The new law includes a number of reforms to protect the solvency of Pennsylvania’s Unemployment Compensation Trust Fund and avoid the need for additional borrowing in the future. The legislation will require a larger monetary reserve in the state Trust Fund to prevent businesses from paying higher surcharges during an economic downturn. The new law would adjust the amount of money claimants can make at a part-time job without a reduction of benefits and includes new anti-fraud measures to ensure claimants do not receive benefits they haven’t earned.
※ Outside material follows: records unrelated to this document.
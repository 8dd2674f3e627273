use async_trait::async_trait;
use hickory_proto::op::{Message, Query};
use hickory_proto::rr::Name;
use rootward_domain::ResolverError;

/// Optional hook a zone consults before asking its nameservers, and offers
/// successful responses back to. Implementations own their eviction and
/// TTL policies; the resolver only ever clones what it gets back.
#[async_trait]
pub trait AnswerCache: Send + Sync {
    async fn get(&self, zone: &Name, question: &Query)
        -> Result<Option<Message>, ResolverError>;

    async fn update(
        &self,
        zone: &Name,
        question: &Query,
        msg: &Message,
    ) -> Result<(), ResolverError>;
}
The new law would also create a new Re-employment Fund to help those who are affected by these changes and create an Unemployment Compensation amnesty program for claimants who have received overpayments and businesses that have failed to make the proper contributions to the system.
It is important to note that this new law will not reduce unemployment benefits for current beneficiaries. It only limits annual increases in the maximum allowable benefit in future years and ensures applicants only receive the benefits to which they are entitled.
To repay the current debt to the federal government, Act 60 of 2012 also authorizes the Commonwealth to borrow up to $4.5 billion in a bond issue. The bond would be repaid through the use of existing employer contributions. Erasing this debt and reforming the system will help ensure the UC Trust Fund remains solvent for employees and shields employers against additional charges from the federal government during times when they can least afford to pay.
Brubaker Invites District Residents to Design Holiday Cards
When I have the opportunity to meet and interact with members of local communities, I am always impressed with the considerable talent and creativity that exists in our region. To help highlight these tremendous gifts, I am inviting local residents to submit artwork and holiday greetings to be included in my 2012 holiday cards. I hope that this invitation will encourage local residents to showcase their talents for a broad audience this holiday season.
The winning design and holiday greeting will be included in the cards and featured on my website. The submission period is open now and will run through September 7. The winning entry will be announced in mid-September. Entries can be mailed to or dropped off at my Lititz office at 301 E. Main Street, Lititz, PA 17543 or submitted online. No taxpayer dollars will be used to print or mail the cards.